If you were a puffin, travelling the sea on a ship of ice, you would be standing on the same kind of water molecule. Unless, of course, you were not standing but sitting. The difference is that the molecules of your iceberg would have much less energy than the molecules of the ocean waves. So they would be sitting quietly together in one solid block, without moving around. As your iceberg drifted to warmer lands, or lands where molecules have more energy (which is the same thing), the iceberg’s molecules too would become restless and start fidgeting. At last, they would be fidgeting so much that they wouldn’t be able to sit together any longer, and would start wandering about in liquid ways. Thats when your ship would become less iceberg and more water.

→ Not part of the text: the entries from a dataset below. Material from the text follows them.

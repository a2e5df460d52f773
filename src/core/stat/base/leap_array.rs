use super::MetricTrait;
use crate::utils::curr_time_millis;
use crate::{Error, Result};
use std::sync::atomic::{AtomicU64, Ordering};
use std::sync::{Arc, Mutex, TryLockError};

const DEFAULT_TIME: u64 = 0;

/// BucketWrap represent a slot to record metrics
/// The metric itself should be atomic
/// The length of BucketWrap could be seen in LeapArray.
/// The scope of time is [start_stamp, start_stamp+bucket_length)
#[derive(Debug, Default)]
pub struct BucketWrap<T: MetricTrait> {
    // The start timestamp of this statistic bucket wrapper.
    start_stamp: AtomicU64,
    // The actual data structure to record the metrics (e.g. MetricBucket).
    value: T,
}

impl<T: MetricTrait> BucketWrap<T> {
    pub fn new(start_stamp: u64) -> Self {
        BucketWrap {
            start_stamp: AtomicU64::new(start_stamp),
            value: T::default(),
        }
    }

    pub fn start_stamp(&self) -> u64 {
        self.start_stamp.load(Ordering::SeqCst)
    }

    pub fn value(&self) -> &T {
        &self.value
    }

    pub fn reset_start_stamp(&self, start_stamp: u64) {
        self.start_stamp.store(start_stamp, Ordering::SeqCst);
    }

    pub fn reset_value(&self) {
        self.value.reset();
    }

    pub fn is_time_in_bucket(&self, now: u64, bucket_len_ms: u32) -> bool {
        let start = self.start_stamp();
        start <= now && now < start + (bucket_len_ms as u64)
    }

    /// A bucket is deprecated once its slice starts more than `interval` before `now`.
    pub fn is_deprecated(&self, now: u64, interval: u64) -> bool {
        let start = self.start_stamp();
        now > start && now - start > interval
    }
}

/// The BucketWrap leap array,
/// it treats the inner array as a ring
/// sample_count represent the number of BucketWrap
/// interval_ms represent the interval of LeapArray.
/// For example, bucket_len_ms is 200ms, interval_ms is 1000ms, so sample_count is 5.
///
/// Writes go through the atomic metric `T`, only the reset of a deprecated bucket
/// is guarded by a per-slot lock.
#[derive(Debug)]
pub struct LeapArray<T: MetricTrait> {
    bucket_len_ms: u32,
    sample_count: u32,
    interval_ms: u32,
    pub(crate) array: Vec<Arc<BucketWrap<T>>>,
    locks: Vec<Mutex<()>>,
}

impl<T: MetricTrait> LeapArray<T> {
    pub fn new(sample_count: u32, interval_ms: u32) -> Result<Self> {
        if sample_count == 0 || interval_ms == 0 || interval_ms % sample_count != 0 {
            return Err(Error::msg(
                "Invalid sample count or interval_ms. Time span needs to be evenly divided",
            ));
        }
        let mut array = Vec::with_capacity(sample_count as usize);
        let mut locks = Vec::with_capacity(sample_count as usize);
        for _ in 0..sample_count {
            array.push(Arc::new(BucketWrap::default()));
            locks.push(Mutex::new(()));
        }
        Ok(LeapArray {
            bucket_len_ms: interval_ms / sample_count,
            sample_count,
            interval_ms,
            array,
            locks,
        })
    }

    pub fn bucket_len_ms(&self) -> u32 {
        self.bucket_len_ms
    }

    pub fn sample_count(&self) -> u32 {
        self.sample_count
    }

    pub fn interval_ms(&self) -> u32 {
        self.interval_ms
    }

    pub fn current_bucket(&self) -> Arc<BucketWrap<T>> {
        self.get_bucket_of_time(curr_time_millis())
    }

    /// Get bucket item at given time from the array.
    /// - (1) Bucket is absent, then claim it with a CAS on its start stamp.
    /// - (2) Bucket is up-to-date, then just return the bucket.
    /// - (3) Bucket is deprecated, then the thread holding the slot lock resets it,
    ///   others yield until the fresh bucket is published.
    /// - (4) Bucket already covers a newer slice, then a detached bucket is returned,
    ///   writes into it are not accounted.
    pub fn get_bucket_of_time(&self, now: u64) -> Arc<BucketWrap<T>> {
        let idx = self.time2idx(now) as usize;
        let target_start = self.calculate_start_stamp(now);
        let bucket = &self.array[idx];
        loop {
            let start = bucket.start_stamp();
            if start == DEFAULT_TIME {
                /*
                     B0       B1      B2    NULL      B4
                ||_______|_______|_______|_______|_______||___
                200     400     600     800     1000    1200  timestamp
                                            ^
                                         time=888
                           bucket is empty, so claim it
                */
                if bucket
                    .start_stamp
                    .compare_exchange(DEFAULT_TIME, target_start, Ordering::SeqCst, Ordering::SeqCst)
                    .is_ok()
                {
                    return Arc::clone(bucket);
                }
            } else if start == target_start {
                /*
                    B0       B1      B2     B3      B4
                ||_______|_______|_______|_______|_______||___
                200     400     600     800     1000    1200  timestamp
                                            ^
                                         time=888
                           start_stamp of Bucket 3: 800, so it's up-to-date
                */
                return Arc::clone(bucket);
            } else if target_start > start {
                /*
                  (old)
                            B0       B1      B2    NULL      B4
                |_______||_______|_______|_______|_______|_______||___
                ...    1200     1400    1600    1800    2000    2200  timestamp
                                             ^
                                          time=1676
                         start_stamp of Bucket 2: 400, deprecated, should be reset
                The value is zeroed before the new start stamp is published,
                so writers observing the new stamp never lose their counts.
                */
                let _guard = match self.locks[idx].try_lock() {
                    Ok(guard) => guard,
                    Err(TryLockError::Poisoned(poisoned)) => poisoned.into_inner(),
                    Err(TryLockError::WouldBlock) => {
                        // the holder is resetting the bucket
                        std::thread::yield_now();
                        continue;
                    }
                };
                // another thread may have finished the reset before we got the lock
                if bucket.start_stamp() < target_start {
                    bucket.reset_value();
                    bucket.reset_start_stamp(target_start);
                }
            } else {
                return Arc::new(BucketWrap::new(target_start));
            }
        }
    }

    /// Get the bucket of the slice right before the one covering `now`.
    pub fn get_previous_bucket_of_time(&self, now: u64) -> Option<Arc<BucketWrap<T>>> {
        if now < self.bucket_len_ms as u64 {
            return None;
        }
        let previous = now - (self.bucket_len_ms as u64);
        let idx = self.time2idx(previous) as usize;
        let bucket = &self.array[idx];
        if bucket.is_deprecated(now, self.interval_ms as u64)
            || !bucket.is_time_in_bucket(previous, self.bucket_len_ms)
        {
            return None;
        }
        Some(Arc::clone(bucket))
    }

    /// compute the start timestamp of current bucket
    pub(crate) fn calculate_start_stamp(&self, now: u64) -> u64 {
        now - now % (self.bucket_len_ms as u64)
    }

    pub(crate) fn time2idx(&self, now: u64) -> u64 {
        let idx = now / (self.bucket_len_ms as u64);
        idx % (self.sample_count as u64)
    }

    pub fn get_current_values(&self) -> Vec<Arc<BucketWrap<T>>> {
        self.get_valid_values(curr_time_millis())
    }

    ///  Get all BucketWrap between [now - leap array interval, now]
    pub fn get_valid_values(&self, now: u64) -> Vec<Arc<BucketWrap<T>>> {
        self.get_valid_values_conditional(now, &|_| true)
    }

    pub fn get_valid_values_conditional(
        &self,
        now: u64,
        condition: &dyn Fn(u64) -> bool,
    ) -> Vec<Arc<BucketWrap<T>>> {
        self.array
            .iter()
            .filter(|bucket| {
                bucket.start_stamp() != DEFAULT_TIME
                    && !bucket.is_deprecated(now, self.interval_ms as u64)
                    && condition(bucket.start_stamp())
            })
            .cloned()
            .collect()
    }
}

Why would going to warmer areas make your molecules more restless? That’s because “being warmer” actually means “having molecules which are more energetic and move around faster”. When you touch something and it feels hot, what you’re feeling is actually millions of molecules bumping into your skin. Unless of course you feel it with your teeth, because your teeth don’t have any skin. Now, to get back to the question, imagine you’re a molecule. A quiet one, which isn’t moving around much. And then, suddenly, one of the fast-moving molecules of the “warm” area comes and bumps into you. What do you do? You get pushed, and you start moving, too! Now you’re as much part of the “warmth” as the rest.

Of course, when that molecule bumped into you, it would have also slowed down a bit, because some of the movement-energy got transferred to you. That’s why water gets colder when you put ice into it, and ice gets warmer when you put water onto it.


If something disturbs the ants in an ant-line, the ants start moving a bit faster, and get a bit more spread out. That’s because whenever an ant is going to bump into another ant, they both quickly change direction. When they are moving faster, they almost-bump more often, so the change direction more often, so there are more times when the direction points outwards to where the ants hadn’t been before.

When the ants get very disturbed, they move around so fast that they spread out all over the place. That’s the same thing that happens to water-molecules, when they begin moving so fast that they turn into steam. Actually, this doesn’t happen just with water-molecules, but with any kind of molecule (and many kinds of ant). The difference is in how much energy they need, or how hard the have to be bumped, to move fast (like in stead) or slower (like in liquid water) or almost not at all (like in solid ice). Some molecules are heavier than others, and need harder bumps to get moving. So when we speak of things “melting” or “evaporating” or “freezing”, we really just mean that the molecules are changing their speeds.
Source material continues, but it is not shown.